Oil refineries may be faced with a serious problem of corrosion when they are used to treat certain “acidic” crudes. These acidic crudes essentially comprise naphthenic acids which are the cause of this very specific corrosion phenomenon since it occurs in a liquid medium which is a nonconductor of electrical current. These naphthenic acids correspond to saturated cyclic hydrocarbons carrying one or more carboxyl groups. The acidity of a petroleum crude oil is described by a standardized measurement according to Standard ASTM D 664-01. It is expressed in mg of potassium hydroxide necessary to neutralize 1 g of oil and is referred to as TAN (Total Acid Number). It is known in this technical field that a crude oil having a TAN of greater than 0.2 is described as acidic and can result in damage in the plants of a refinery.
This corrosion reaction is highly dependent on the local conditions, such as, for example, the temperature and the metallic nature of the wall in the plant concerned, the space velocity of the hydrocarbon and the presence of a gas-liquid interface. Thus, even after considerable research on the subject, refiners encounter great difficulties in predicting the scale of the corrosion reactions and their location.

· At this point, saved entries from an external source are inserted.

//! Bangalore Flap entry point
//!
//! On the web: wires the page (difficulty buttons, HUD, input) to a
//! `Session` and drives it from `requestAnimationFrame`. Natively: runs a
//! headless game and logs the result.

#[cfg(target_arch = "wasm32")]
use wasm_bindgen::prelude::*;

#[cfg(target_arch = "wasm32")]
mod wasm_game {
    use std::cell::RefCell;
    use std::rc::Rc;
    use wasm_bindgen::prelude::*;
    use web_sys::{CanvasRenderingContext2d, Document, Element, HtmlCanvasElement};

    use bangalore_flap::renderer::canvas::draw_frame;
    use bangalore_flap::sim::GameEvent;
    use bangalore_flap::{Field, LoopControl, Session, TuningTable};

    /// Delay between picking a difficulty and the run starting
    const START_DELAY_MS: i32 = 300;

    /// Game instance holding the session and the canvas it draws to
    struct Game {
        session: Session,
        canvas: HtmlCanvasElement,
        ctx: CanvasRenderingContext2d,
        document: Document,
    }

    impl Game {
        fn element(&self, id: &str) -> Option<Element> {
            self.document.get_element_by_id(id)
        }

        fn set_hidden(&self, id: &str, hidden: bool) {
            if let Some(el) = self.element(id) {
                let classes = el.class_list();
                let _ = if hidden {
                    classes.add_1("hidden")
                } else {
                    classes.remove_1("hidden")
                };
            }
        }

        fn set_text(&self, id: &str, text: &str) {
            if let Some(el) = self.element(id) {
                el.set_text_content(Some(text));
            }
        }

        /// Keep the canvas at 4:3 inside its container
        fn resize_canvas(&mut self) {
            let Some(container) = self.element("game-container") else {
                return;
            };
            let field = Field::fit_to(
                container.client_width() as f32,
                container.client_height() as f32,
            );
            self.canvas.set_width(field.width as u32);
            self.canvas.set_height(field.height as u32);
            self.session.resize(field);
        }

        fn update_hud(&self) {
            self.set_text("score", &format!("Score: {}", self.session.score()));
            let mode = if self.session.autoplay() {
                " (Autoplay 🤖)"
            } else {
                ""
            };
            self.set_text(
                "current-obstacle",
                &format!("Obstacle: {}{}", self.session.current_obstacle_type().name, mode),
            );
        }

        fn show_game_over(&self) {
            self.set_hidden("hud", true);
            if let Some(summary) = self.session.summary() {
                self.set_text("final-score", &format!("Score: {}", summary.score));
                self.set_text(
                    "obstacle-name",
                    &format!("Crashed into: {}", summary.obstacle_type.name),
                );
            }
            self.set_hidden("game-over-screen", false);
        }

        fn start(&mut self) -> u64 {
            let seed = js_sys::Date::now() as u64;
            let generation = self.session.start(seed);
            self.set_hidden("start-screen", true);
            self.set_hidden("hud", false);
            self.update_hud();
            generation
        }

        fn restart(&mut self) {
            self.session.restart();
            self.set_hidden("game-over-screen", true);
            self.set_hidden("start-screen", false);
        }

        fn jump(&mut self) -> bool {
            self.session.request_jump()
        }
    }

    /// Optional `<script id="tuning" type="application/json">` override
    fn load_tuning(document: &Document) -> TuningTable {
        let Some(json) = document
            .get_element_by_id("tuning")
            .and_then(|el| el.text_content())
        else {
            return TuningTable::default();
        };
        match TuningTable::from_json(&json) {
            Ok(table) => table,
            Err(e) => {
                log::warn!("Ignoring tuning override: {}", e);
                TuningTable::default()
            }
        }
    }

    pub fn run() {
        console_error_panic_hook::set_once();
        console_log::init_with_level(log::Level::Info).expect("Failed to init logger");

        log::info!("Bangalore Flap starting...");

        let window = web_sys::window().expect("no window");
        let document = window.document().expect("no document");

        let canvas: HtmlCanvasElement = document
            .get_element_by_id("gameCanvas")
            .expect("no canvas")
            .dyn_into()
            .expect("not a canvas");
        let ctx: CanvasRenderingContext2d = canvas
            .get_context("2d")
            .ok()
            .flatten()
            .expect("no 2d context")
            .dyn_into()
            .expect("not a 2d context");

        let tuning = load_tuning(&document);
        let game = Rc::new(RefCell::new(Game {
            session: Session::new(tuning, Field::default()),
            canvas,
            ctx,
            document,
        }));
        game.borrow_mut().resize_canvas();

        setup_resize(game.clone());
        setup_difficulty_buttons(game.clone());
        setup_restart_button(game.clone());
        setup_controls(game);
    }

    fn request_animation_frame(game: Rc<RefCell<Game>>, generation: u64) {
        let window = web_sys::window().unwrap();
        let closure = Closure::once(move |_time: f64| {
            game_loop(game, generation);
        });
        let _ = window.request_animation_frame(closure.as_ref().unchecked_ref());
        closure.forget();
    }

    fn game_loop(game: Rc<RefCell<Game>>, generation: u64) {
        let control = {
            let mut g = game.borrow_mut();
            if g.session.generation() != generation {
                return;
            }

            let control = g.session.tick(generation);
            if let Err(e) = draw_frame(&g.ctx, &g.session) {
                log::warn!("Render error: {:?}", e);
            }

            let mut hud_dirty = false;
            for event in g.session.drain_events() {
                match event {
                    GameEvent::ObstaclePassed { .. } | GameEvent::ObstacleTypeChanged { .. } => {
                        hud_dirty = true;
                    }
                    GameEvent::GameOver { .. } => g.show_game_over(),
                }
            }
            if hud_dirty {
                g.update_hud();
            }
            control
        };

        if control == LoopControl::Continue {
            request_animation_frame(game, generation);
        }
    }

    fn start_game(game: Rc<RefCell<Game>>) {
        let generation = game.borrow_mut().start();
        request_animation_frame(game, generation);
    }

    fn setup_resize(game: Rc<RefCell<Game>>) {
        let window = web_sys::window().unwrap();
        let closure = Closure::<dyn FnMut(_)>::new(move |_event: web_sys::Event| {
            game.borrow_mut().resize_canvas();
        });
        let _ = window.add_event_listener_with_callback("resize", closure.as_ref().unchecked_ref());
        closure.forget();
    }

    fn setup_difficulty_buttons(game: Rc<RefCell<Game>>) {
        let document = game.borrow().document.clone();
        let Ok(buttons) = document.query_selector_all(".difficulty-btn") else {
            return;
        };

        let all: Vec<Element> = (0..buttons.length())
            .filter_map(|i| buttons.item(i))
            .filter_map(|node| node.dyn_into::<Element>().ok())
            .collect();

        for btn in &all {
            let game = game.clone();
            let others = all.clone();
            let this = btn.clone();
            let closure = Closure::<dyn FnMut(_)>::new(move |_event: web_sys::MouseEvent| {
                for other in &others {
                    let _ = other.class_list().remove_1("selected");
                }
                let _ = this.class_list().add_1("selected");

                let name = this.get_attribute("data-difficulty").unwrap_or_default();
                if game.borrow_mut().session.select_difficulty(&name).is_err() {
                    return;
                }

                let game = game.clone();
                let start = Closure::once(move || start_game(game));
                if let Some(window) = web_sys::window() {
                    let _ = window.set_timeout_with_callback_and_timeout_and_arguments_0(
                        start.as_ref().unchecked_ref(),
                        START_DELAY_MS,
                    );
                }
                start.forget();
            });
            let _ = btn.add_event_listener_with_callback("click", closure.as_ref().unchecked_ref());
            closure.forget();
        }
    }

    fn setup_restart_button(game: Rc<RefCell<Game>>) {
        let document = game.borrow().document.clone();
        if let Some(btn) = document.get_element_by_id("restart-btn") {
            let closure = Closure::<dyn FnMut(_)>::new(move |_event: web_sys::MouseEvent| {
                game.borrow_mut().restart();
            });
            let _ = btn.add_event_listener_with_callback("click", closure.as_ref().unchecked_ref());
            closure.forget();
        }
    }

    fn setup_controls(game: Rc<RefCell<Game>>) {
        let (document, canvas) = {
            let g = game.borrow();
            (g.document.clone(), g.canvas.clone())
        };

        // Space to jump
        {
            let game = game.clone();
            let closure = Closure::<dyn FnMut(_)>::new(move |event: web_sys::KeyboardEvent| {
                if event.code() == "Space" && game.borrow_mut().jump() {
                    event.prevent_default();
                }
            });
            let _ = document
                .add_event_listener_with_callback("keydown", closure.as_ref().unchecked_ref());
            closure.forget();
        }

        // Click / tap on the canvas
        {
            let game = game.clone();
            let closure = Closure::<dyn FnMut(_)>::new(move |event: web_sys::MouseEvent| {
                if game.borrow_mut().jump() {
                    event.prevent_default();
                }
            });
            let _ = canvas.add_event_listener_with_callback("click", closure.as_ref().unchecked_ref());
            closure.forget();
        }
        {
            let closure = Closure::<dyn FnMut(_)>::new(move |event: web_sys::TouchEvent| {
                if game.borrow_mut().jump() {
                    event.prevent_default();
                }
            });
            let _ = canvas
                .add_event_listener_with_callback("touchstart", closure.as_ref().unchecked_ref());
            closure.forget();
        }

        // Keep the page from scrolling under a finger
        {
            let closure = Closure::<dyn FnMut(_)>::new(move |event: web_sys::TouchEvent| {
                event.prevent_default();
            });
            let options = web_sys::AddEventListenerOptions::new();
            options.set_passive(false);
            let _ = document.add_event_listener_with_callback_and_add_event_listener_options(
                "touchmove",
                closure.as_ref().unchecked_ref(),
                &options,
            );
            closure.forget();
        }
    }
}

#[cfg(target_arch = "wasm32")]
#[wasm_bindgen(start)]
pub fn wasm_main() {
    wasm_game::run();
}

#[cfg(target_arch = "wasm32")]
fn main() {}

#[cfg(not(target_arch = "wasm32"))]
fn main() {
    use bangalore_flap::{LoopControl, Session};

    /// Headless runs stop here even if autoplay keeps going
    const MAX_TICKS: u32 = 60 * 60 * 5;

    env_logger::init();
    log::info!("Bangalore Flap (native) starting...");
    log::info!("Native mode runs headless - serve the wasm build for the playable version");

    let mut args = std::env::args().skip(1);
    let difficulty = args.next().unwrap_or_else(|| "autoplay".to_string());
    let seed = args.next().and_then(|s| s.parse().ok()).unwrap_or(42);

    let mut session = Session::default();
    if let Err(e) = session.select_difficulty(&difficulty) {
        eprintln!("{e}");
        std::process::exit(2);
    }

    let generation = session.start(seed);
    let mut ticks = 0;
    while ticks < MAX_TICKS && session.tick(generation) == LoopControl::Continue {
        ticks += 1;
    }

    match session.summary() {
        Some(summary) => println!(
            "Score: {} | Crashed into: {} ({:?}) after {} ticks",
            summary.score, summary.obstacle_type.name, summary.cause, ticks
        ),
        None => println!(
            "Score: {} | Still flying after {} ticks ({})",
            session.score(),
            ticks,
            session.current_obstacle_type().name
        ),
    }
}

One of the industrial solutions to this corrosion problem consists in using installations made of stainless steels, i.e. alloys of iron with in particular chromium and molybdenum. However, this solution is not employed to any great extent due to the high capital cost. Furthermore, this choice preferably has to be considered during the design of the refinery as stainless steels exhibit inferior mechanical properties to those of the carbon steels which are normally used and require an appropriate infrastructure.
The existence of these technical difficulties in the treatment of acidic crudes thus has the consequence that these crudes are generally sold to refiners at a lower price level than that of standard crudes.
Another solution to the problem of the treatment of an acidic crude oil, used by refiners in practice, consists in diluting it with another nonacidic petroleum crude oil so as to obtain a low mean acidity, for example of less than the TAN threshold of 0.2. In this case, the concentration of naphthenic acid becomes sufficiently low to produce acceptable rates of corrosion. However, this solution remains of limited scope. This is because some acidic crudes exhibit TAN values of greater than 2, which places an upper limit on their use at at most 10% of the total volume of crudes entering the refinery. Moreover, some of these mixtures of crudes with acidic crude sometimes result in the opposite effect desired, that is to say in an acceleration in the reactions for corrosion by naphthenic acids.
Another approach for combating this corrosion problem is the introduction into the acidic crude oil to be treated of chemical additives which inhibit or prevent attack on the metal wall of the plant concerned. This route is often very economical in comparison with that consisting in using the special steels or alloys indicated above.
Laboratory studies, such as that of Turnbull (Corrosion—November 1998, in Corrosion, volume 54, No. 11, page 922), have envisaged the addition of small amounts (of the order of 0.1%) of hydrogen sulfide to the crude oil to reduce corrosion by naphthenic acids. However, this solution cannot be applied in a refinery as hydrogen sulfide, which is a gas at ambient temperature, is highly toxic, which renders the consequences of a leak extremely serious and limits the use thereof. Furthermore, at a higher temperature, hydrogen sulfide itself becomes highly corrosive and will result, in other parts of the refinery, in a worsening of generalized corrosion.
U.S. Pat. No. 5,182,013 discloses, in order to solve this same corrosion problem, the use of other sulfur compounds, namely polysulfides comprising alkyl radicals of 6 to 30 carbon atoms.
More recently, the use of corrosion inhibitors based on sulfur and on phosphorus has also been disclosed.
Thus, patent EP 742 277 discloses the inhibiting effect of a combination of a trialkyl phosphate and of an organic polysulfide. U.S. Pat. No. 5,552,085 recommends the use of thiophosphorus compounds, such as organothiophosphates or organothiophosphites. Patent AU 693 975 discloses, as inhibitor, a mixture of trialkyl phosphate and of phosphoric esters of sulfurized phenol neutralized with calcium hydroxide.
However, organophosphorus compounds are very problematic to handle due to their high toxicity. Furthermore, they are poisons for the hydrotreating catalysts installed for purifying the hydrocarbon fractions resulting from the atmospheric and vacuum distillations. For these two reasons at least, their use in the field of refining is not desirable.